**Task goal**
Go line by line through the entries and show those that hold the string "Serialize".

**Data**
Start of Block
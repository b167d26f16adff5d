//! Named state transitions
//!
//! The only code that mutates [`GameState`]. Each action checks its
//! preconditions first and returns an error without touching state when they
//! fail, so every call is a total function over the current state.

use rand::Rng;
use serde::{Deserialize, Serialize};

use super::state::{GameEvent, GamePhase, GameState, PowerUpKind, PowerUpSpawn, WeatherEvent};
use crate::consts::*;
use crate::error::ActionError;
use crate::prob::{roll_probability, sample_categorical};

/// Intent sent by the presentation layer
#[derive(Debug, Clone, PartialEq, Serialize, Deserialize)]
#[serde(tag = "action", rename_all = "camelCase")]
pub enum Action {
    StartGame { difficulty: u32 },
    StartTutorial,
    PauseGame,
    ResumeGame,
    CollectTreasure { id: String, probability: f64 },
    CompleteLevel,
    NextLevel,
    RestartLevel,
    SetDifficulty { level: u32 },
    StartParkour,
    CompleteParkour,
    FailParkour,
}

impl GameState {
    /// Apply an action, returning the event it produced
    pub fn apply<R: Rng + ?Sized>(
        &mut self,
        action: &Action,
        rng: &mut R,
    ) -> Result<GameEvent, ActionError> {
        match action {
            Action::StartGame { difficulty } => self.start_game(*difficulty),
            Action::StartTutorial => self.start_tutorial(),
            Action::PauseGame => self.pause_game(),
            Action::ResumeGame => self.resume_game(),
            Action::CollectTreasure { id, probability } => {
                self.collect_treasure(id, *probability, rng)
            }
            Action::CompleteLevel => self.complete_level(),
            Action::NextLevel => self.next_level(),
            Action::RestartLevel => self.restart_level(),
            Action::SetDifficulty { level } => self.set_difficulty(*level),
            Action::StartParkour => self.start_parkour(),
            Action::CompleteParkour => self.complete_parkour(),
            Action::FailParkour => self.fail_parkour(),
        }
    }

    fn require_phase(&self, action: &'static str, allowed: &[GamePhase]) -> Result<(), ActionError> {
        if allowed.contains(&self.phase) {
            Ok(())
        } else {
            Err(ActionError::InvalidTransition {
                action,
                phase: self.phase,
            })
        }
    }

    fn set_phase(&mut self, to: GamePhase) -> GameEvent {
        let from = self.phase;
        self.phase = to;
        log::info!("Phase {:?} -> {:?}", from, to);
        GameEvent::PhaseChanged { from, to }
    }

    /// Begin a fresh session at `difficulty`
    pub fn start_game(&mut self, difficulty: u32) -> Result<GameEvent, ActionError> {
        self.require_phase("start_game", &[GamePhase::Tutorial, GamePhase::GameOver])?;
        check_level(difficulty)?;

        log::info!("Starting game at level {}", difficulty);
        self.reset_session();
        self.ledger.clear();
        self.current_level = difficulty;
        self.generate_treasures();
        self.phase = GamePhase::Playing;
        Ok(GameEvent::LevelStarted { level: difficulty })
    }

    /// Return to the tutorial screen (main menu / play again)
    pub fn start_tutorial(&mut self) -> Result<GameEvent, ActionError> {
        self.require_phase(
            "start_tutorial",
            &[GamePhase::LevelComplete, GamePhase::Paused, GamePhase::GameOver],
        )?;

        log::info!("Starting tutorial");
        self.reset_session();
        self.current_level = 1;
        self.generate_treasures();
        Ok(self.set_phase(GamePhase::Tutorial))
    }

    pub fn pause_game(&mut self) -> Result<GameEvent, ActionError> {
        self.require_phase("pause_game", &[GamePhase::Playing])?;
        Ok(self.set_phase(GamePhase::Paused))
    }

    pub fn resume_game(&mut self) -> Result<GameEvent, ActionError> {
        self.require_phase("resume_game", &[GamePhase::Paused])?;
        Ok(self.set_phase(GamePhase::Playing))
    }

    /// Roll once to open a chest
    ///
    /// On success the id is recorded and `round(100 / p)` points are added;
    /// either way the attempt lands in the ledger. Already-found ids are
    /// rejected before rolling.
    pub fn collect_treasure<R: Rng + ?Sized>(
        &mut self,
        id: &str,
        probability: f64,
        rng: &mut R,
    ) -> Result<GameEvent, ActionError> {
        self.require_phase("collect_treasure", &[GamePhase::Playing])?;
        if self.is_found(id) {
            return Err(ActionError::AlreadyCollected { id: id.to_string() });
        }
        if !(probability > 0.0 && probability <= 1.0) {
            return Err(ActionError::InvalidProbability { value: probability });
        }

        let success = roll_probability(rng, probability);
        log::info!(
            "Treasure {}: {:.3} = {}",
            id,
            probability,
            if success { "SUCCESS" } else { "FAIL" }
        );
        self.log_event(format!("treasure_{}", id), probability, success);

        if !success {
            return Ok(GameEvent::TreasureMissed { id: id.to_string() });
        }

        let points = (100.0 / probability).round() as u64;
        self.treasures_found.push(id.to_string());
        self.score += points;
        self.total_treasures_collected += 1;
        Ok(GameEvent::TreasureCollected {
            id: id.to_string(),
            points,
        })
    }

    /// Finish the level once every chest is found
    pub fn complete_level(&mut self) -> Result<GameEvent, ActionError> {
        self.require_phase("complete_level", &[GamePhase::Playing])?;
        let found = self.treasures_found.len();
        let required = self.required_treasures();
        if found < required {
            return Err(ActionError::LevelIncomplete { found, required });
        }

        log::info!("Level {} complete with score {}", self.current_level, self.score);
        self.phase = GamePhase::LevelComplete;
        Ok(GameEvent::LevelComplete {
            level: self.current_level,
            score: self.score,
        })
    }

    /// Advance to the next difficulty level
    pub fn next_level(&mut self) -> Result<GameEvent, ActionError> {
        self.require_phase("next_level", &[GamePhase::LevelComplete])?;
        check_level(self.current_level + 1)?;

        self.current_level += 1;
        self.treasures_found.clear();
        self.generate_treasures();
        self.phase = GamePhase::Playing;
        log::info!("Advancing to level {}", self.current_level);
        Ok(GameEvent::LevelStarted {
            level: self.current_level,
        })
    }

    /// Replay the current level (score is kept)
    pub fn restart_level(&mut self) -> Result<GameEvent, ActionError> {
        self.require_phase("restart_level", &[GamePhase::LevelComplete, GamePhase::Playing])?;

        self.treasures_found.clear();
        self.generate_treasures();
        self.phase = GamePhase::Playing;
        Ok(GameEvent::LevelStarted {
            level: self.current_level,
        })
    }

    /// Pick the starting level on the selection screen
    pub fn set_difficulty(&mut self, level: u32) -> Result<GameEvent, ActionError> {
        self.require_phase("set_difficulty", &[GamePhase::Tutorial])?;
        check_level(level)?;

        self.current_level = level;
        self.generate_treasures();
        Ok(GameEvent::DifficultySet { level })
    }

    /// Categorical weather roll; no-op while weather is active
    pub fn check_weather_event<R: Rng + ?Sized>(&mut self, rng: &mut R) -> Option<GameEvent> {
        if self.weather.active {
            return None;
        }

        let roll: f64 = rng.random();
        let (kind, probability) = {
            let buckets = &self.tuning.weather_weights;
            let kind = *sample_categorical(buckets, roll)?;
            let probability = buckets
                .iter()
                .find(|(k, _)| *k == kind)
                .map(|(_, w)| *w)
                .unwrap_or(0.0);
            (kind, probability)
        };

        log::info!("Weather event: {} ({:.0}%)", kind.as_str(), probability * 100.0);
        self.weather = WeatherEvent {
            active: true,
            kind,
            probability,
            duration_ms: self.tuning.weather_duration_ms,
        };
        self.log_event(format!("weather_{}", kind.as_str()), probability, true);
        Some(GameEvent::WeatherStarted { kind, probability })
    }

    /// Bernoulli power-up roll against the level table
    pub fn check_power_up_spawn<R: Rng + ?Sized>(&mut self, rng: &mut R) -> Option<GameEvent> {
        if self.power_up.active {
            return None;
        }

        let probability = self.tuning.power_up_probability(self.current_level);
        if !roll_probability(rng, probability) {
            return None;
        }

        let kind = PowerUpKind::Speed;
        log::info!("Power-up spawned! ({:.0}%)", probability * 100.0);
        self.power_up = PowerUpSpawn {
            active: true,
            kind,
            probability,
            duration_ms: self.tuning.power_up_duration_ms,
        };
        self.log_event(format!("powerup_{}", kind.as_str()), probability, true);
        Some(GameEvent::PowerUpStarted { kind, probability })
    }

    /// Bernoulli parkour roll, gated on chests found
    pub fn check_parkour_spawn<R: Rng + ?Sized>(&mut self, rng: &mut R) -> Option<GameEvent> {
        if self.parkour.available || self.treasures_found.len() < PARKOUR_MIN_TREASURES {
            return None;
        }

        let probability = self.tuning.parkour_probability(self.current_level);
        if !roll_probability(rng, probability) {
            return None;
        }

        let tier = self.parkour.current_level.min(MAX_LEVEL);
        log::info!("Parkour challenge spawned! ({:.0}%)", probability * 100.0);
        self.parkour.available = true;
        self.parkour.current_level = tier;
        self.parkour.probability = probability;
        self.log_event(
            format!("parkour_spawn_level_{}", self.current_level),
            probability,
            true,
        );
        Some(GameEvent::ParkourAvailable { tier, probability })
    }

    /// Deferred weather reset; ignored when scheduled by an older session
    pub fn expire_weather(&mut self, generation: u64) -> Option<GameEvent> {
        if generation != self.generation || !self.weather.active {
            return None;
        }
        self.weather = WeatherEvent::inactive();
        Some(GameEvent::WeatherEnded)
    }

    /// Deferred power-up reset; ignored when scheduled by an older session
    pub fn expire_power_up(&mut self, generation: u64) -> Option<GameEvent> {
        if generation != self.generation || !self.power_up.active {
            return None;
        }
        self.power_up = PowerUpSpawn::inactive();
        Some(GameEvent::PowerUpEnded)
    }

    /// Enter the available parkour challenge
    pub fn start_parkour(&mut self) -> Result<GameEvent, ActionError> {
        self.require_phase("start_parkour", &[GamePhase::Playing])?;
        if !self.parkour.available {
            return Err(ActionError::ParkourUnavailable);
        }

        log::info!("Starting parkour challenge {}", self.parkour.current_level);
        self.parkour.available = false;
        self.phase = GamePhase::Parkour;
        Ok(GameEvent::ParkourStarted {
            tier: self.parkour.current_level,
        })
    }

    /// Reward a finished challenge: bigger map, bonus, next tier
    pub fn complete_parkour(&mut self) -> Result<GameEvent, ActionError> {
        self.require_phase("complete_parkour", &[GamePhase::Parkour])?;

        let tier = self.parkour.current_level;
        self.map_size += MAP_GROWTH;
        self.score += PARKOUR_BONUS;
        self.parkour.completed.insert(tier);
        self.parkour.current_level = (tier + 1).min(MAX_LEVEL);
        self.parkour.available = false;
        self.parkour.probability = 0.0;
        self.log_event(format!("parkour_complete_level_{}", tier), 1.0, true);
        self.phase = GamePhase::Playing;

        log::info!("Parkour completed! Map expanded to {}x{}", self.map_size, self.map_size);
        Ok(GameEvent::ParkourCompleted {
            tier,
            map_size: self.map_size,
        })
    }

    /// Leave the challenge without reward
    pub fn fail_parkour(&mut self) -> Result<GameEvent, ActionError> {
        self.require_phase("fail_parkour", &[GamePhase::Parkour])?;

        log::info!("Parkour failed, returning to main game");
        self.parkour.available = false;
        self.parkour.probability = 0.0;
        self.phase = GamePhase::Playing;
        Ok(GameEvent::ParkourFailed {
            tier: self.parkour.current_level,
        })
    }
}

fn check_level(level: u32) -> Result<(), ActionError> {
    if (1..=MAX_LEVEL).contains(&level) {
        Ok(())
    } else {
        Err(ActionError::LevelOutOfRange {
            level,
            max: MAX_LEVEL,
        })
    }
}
End of Block
**Reply**
use serde::{Deserialize, Serialize};
#[derive(Debug, Clone, PartialEq, Serialize, Deserialize)]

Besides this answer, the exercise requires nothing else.